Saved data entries
------------------------------------------------
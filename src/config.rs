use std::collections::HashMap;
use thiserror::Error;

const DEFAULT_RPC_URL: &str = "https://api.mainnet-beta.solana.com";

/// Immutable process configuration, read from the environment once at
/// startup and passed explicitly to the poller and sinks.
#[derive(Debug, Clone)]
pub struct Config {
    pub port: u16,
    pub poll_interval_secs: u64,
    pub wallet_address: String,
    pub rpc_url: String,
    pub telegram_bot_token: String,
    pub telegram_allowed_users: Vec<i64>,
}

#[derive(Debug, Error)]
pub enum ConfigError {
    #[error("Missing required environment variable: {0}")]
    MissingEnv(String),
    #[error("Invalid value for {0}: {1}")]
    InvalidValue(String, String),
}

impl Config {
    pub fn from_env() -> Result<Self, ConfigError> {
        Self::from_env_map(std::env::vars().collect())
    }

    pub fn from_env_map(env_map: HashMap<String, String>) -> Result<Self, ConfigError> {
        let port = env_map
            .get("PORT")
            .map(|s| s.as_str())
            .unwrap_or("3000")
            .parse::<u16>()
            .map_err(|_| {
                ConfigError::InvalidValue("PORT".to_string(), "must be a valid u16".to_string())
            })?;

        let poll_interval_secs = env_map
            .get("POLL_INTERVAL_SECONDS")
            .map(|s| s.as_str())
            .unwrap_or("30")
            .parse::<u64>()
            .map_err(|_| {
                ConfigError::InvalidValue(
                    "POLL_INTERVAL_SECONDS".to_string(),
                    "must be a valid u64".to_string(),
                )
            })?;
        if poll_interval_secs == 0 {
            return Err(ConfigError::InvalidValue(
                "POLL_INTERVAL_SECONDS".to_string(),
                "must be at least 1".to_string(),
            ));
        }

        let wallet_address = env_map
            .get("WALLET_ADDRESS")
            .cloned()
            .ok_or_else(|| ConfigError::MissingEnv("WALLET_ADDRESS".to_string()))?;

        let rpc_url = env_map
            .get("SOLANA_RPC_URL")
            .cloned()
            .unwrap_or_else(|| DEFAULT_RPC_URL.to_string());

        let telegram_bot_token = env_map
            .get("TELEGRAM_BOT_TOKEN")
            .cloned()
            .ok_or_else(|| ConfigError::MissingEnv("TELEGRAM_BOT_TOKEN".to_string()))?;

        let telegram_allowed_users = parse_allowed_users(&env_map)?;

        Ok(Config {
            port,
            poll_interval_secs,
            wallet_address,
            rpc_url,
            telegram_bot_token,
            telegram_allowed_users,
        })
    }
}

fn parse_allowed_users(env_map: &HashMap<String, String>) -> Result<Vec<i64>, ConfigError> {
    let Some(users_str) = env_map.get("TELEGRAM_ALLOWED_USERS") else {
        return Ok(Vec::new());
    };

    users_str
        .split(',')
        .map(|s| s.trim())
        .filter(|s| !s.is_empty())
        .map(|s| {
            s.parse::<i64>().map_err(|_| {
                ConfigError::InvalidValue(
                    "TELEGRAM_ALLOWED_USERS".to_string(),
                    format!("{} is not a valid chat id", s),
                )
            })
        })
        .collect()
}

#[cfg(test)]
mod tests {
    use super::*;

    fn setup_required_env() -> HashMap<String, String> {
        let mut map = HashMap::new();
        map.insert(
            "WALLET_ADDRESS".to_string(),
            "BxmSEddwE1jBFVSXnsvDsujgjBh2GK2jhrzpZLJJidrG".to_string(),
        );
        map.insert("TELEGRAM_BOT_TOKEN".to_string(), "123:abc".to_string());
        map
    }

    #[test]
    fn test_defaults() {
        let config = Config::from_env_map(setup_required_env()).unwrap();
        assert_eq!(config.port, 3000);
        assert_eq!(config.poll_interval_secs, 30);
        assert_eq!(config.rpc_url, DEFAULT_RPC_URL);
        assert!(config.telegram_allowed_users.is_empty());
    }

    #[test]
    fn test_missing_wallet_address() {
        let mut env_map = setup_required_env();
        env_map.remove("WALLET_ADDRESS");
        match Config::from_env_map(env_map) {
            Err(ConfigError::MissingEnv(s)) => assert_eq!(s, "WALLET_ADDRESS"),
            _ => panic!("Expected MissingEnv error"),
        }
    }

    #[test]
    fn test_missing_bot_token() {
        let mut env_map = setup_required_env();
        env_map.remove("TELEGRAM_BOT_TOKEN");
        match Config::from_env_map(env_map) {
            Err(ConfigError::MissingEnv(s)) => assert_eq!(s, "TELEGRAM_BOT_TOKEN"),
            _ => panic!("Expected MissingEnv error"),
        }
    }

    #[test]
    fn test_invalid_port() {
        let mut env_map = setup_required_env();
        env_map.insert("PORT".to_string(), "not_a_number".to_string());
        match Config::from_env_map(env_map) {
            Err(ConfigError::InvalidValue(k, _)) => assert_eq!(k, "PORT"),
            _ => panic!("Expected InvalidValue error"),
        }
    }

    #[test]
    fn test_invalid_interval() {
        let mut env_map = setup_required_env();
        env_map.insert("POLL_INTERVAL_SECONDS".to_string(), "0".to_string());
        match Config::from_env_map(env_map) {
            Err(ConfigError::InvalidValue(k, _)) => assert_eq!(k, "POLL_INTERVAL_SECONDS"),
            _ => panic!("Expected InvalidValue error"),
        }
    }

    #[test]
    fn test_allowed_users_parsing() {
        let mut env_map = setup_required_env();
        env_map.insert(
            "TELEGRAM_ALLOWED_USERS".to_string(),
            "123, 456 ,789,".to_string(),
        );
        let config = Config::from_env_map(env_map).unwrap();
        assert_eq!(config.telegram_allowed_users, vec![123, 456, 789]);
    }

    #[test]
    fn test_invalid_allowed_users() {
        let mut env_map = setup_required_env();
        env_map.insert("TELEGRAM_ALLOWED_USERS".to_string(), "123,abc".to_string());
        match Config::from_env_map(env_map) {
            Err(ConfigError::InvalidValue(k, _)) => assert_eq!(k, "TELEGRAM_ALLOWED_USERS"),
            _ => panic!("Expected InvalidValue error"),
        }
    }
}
------------------------------------------------
WHAT NEEDS TO BE DONE: What you return must match the records exactly, line for line.

WRITTEN SOLUTION:
filename src/config.rs
use std::collections::HashMap;
use thiserror::Error;

const DEFAULT_RPC_URL: &str = "https://api.mainnet-beta.solana.com";

/// Immutable process configuration, read from the environment once at
/// startup and passed explicitly to the poller and sinks.
#[derive(Debug, Clone)]
pub struct Config {
    pub port: u16,
    pub poll_interval_secs: u64,
    pub wallet_address: String,
    pub rpc_url: String,
    pub telegram_bot_token: String,
    pub telegram_allowed_users: Vec<i64>,
}

#[derive(Debug, Error)]
pub enum ConfigError {
    #[error("Missing required environment variable: {0}")]
    MissingEnv(String),
    #[error("Invalid value for {0}: {1}")]
    InvalidValue(String, String),
}

impl Config {
    pub fn from_env() -> Result<Self, ConfigError> {
        Self::from_env_map(std::env::vars().collect())
    }

    pub fn from_env_map(env_map: HashMap<String, String>) -> Result<Self, ConfigError> {
        let port = env_map
            .get("PORT")
            .map(|s| s.as_str())
            .unwrap_or("3000")
            .parse::<u16>()
            .map_err(|_| {
                ConfigError::InvalidValue("PORT".to_string(), "must be a valid u16".to_string())
            })?;

        let poll_interval_secs = env_map
            .get("POLL_INTERVAL_SECONDS")
            .map(|s| s.as_str())
            .unwrap_or("30")
            .parse::<u64>()
            .map_err(|_| {
                ConfigError::InvalidValue(
                    "POLL_INTERVAL_SECONDS".to_string(),
                    "must be a valid u64".to_string(),
                )
            })?;
        if poll_interval_secs == 0 {
            return Err(ConfigError::InvalidValue(
                "POLL_INTERVAL_SECONDS".to_string(),
                "must be at least 1".to_string(),
            ));
        }

        let wallet_address = env_map
            .get("WALLET_ADDRESS")
            .cloned()
            .ok_or_else(|| ConfigError::MissingEnv("WALLET_ADDRESS".to_string()))?;

        let rpc_url = env_map
            .get("SOLANA_RPC_URL")
            .cloned()
            .unwrap_or_else(|| DEFAULT_RPC_URL.to_string());

        let telegram_bot_token = env_map
            .get("TELEGRAM_BOT_TOKEN")
            .cloned()
            .ok_or_else(|| ConfigError::MissingEnv("TELEGRAM_BOT_TOKEN".to_string()))?;

        let telegram_allowed_users = parse_allowed_users(&env_map)?;

        Ok(Config {
            port,
            poll_interval_secs,
            wallet_address,
            rpc_url,
            telegram_bot_token,
            telegram_allowed_users,
        })
    }
}

fn parse_allowed_users(env_map: &HashMap<String, String>) -> Result<Vec<i64>, ConfigError> {
    let Some(users_str) = env_map.get("TELEGRAM_ALLOWED_USERS") else {
        return Ok(Vec::new());
    };

    users_str
        .split(',')
        .map(|s| s.trim())
        .filter(|s| !s.is_empty())
        .map(|s| {
            s.parse::<i64>().map_err(|_| {
                ConfigError::InvalidValue(
                    "TELEGRAM_ALLOWED_USERS".to_string(),
                    format!("{} is not a valid chat id", s),
                )
            })
        })
        .collect()
}

#[cfg(test)]
mod tests {
    use super::*;

    fn setup_required_env() -> HashMap<String, String> {
        let mut map = HashMap::new();
        map.insert(
            "WALLET_ADDRESS".to_string(),
            "BxmSEddwE1jBFVSXnsvDsujgjBh2GK2jhrzpZLJJidrG".to_string(),
        );
        map.insert("TELEGRAM_BOT_TOKEN".to_string(), "123:abc".to_string());
        map
    }

    #[test]
    fn test_defaults() {
        let config = Config::from_env_map(setup_required_env()).unwrap();
        assert_eq!(config.port, 3000);
        assert_eq!(config.poll_interval_secs, 30);
        assert_eq!(config.rpc_url, DEFAULT_RPC_URL);
        assert!(config.telegram_allowed_users.is_empty());
    }

    #[test]
    fn test_missing_wallet_address() {
        let mut env_map = setup_required_env();
        env_map.remove("WALLET_ADDRESS");
        match Config::from_env_map(env_map) {
            Err(ConfigError::MissingEnv(s)) => assert_eq!(s, "WALLET_ADDRESS"),
            _ => panic!("Expected MissingEnv error"),
        }
    }

    #[test]
    fn test_missing_bot_token() {
        let mut env_map = setup_required_env();
        env_map.remove("TELEGRAM_BOT_TOKEN");
        match Config::from_env_map(env_map) {
            Err(ConfigError::MissingEnv(s)) => assert_eq!(s, "TELEGRAM_BOT_TOKEN"),
            _ => panic!("Expected MissingEnv error"),
        }
    }

    #[test]
    fn test_invalid_port() {
        let mut env_map = setup_required_env();
        env_map.insert("PORT".to_string(), "not_a_number".to_string());
        match Config::from_env_map(env_map) {
            Err(ConfigError::InvalidValue(k, _)) => assert_eq!(k, "PORT"),
            _ => panic!("Expected InvalidValue error"),
        }
    }

    #[test]
    fn test_invalid_interval() {
        let mut env_map = setup_required_env();
        env_map.insert("POLL_INTERVAL_SECONDS".to_string(), "0".to_string());
        match Config::from_env_map(env_map) {
            Err(ConfigError::InvalidValue(k, _)) => assert_eq!(k, "POLL_INTERVAL_SECONDS"),
            _ => panic!("Expected InvalidValue error"),
        }
    }

    #[test]
    fn test_allowed_users_parsing() {
        let mut env_map = setup_required_env();
        env_map.insert(
            "TELEGRAM_ALLOWED_USERS".to_string(),
            "123, 456 ,789,".to_string(),
        );
        let config = Config::from_env_map(env_map).unwrap();
        assert_eq!(config.telegram_allowed_users, vec![123, 456, 789]);
    }

    #[test]
    fn test_invalid_allowed_users() {
        let mut env_map = setup_required_env();
        env_map.insert("TELEGRAM_ALLOWED_USERS".to_string(), "123,abc".to_string());
        match Config::from_env_map(env_map) {
            Err(ConfigError::InvalidValue(k, _)) => assert_eq!(k, "TELEGRAM_ALLOWED_USERS"),
            _ => panic!("Expected InvalidValue error"),
        }
    }
}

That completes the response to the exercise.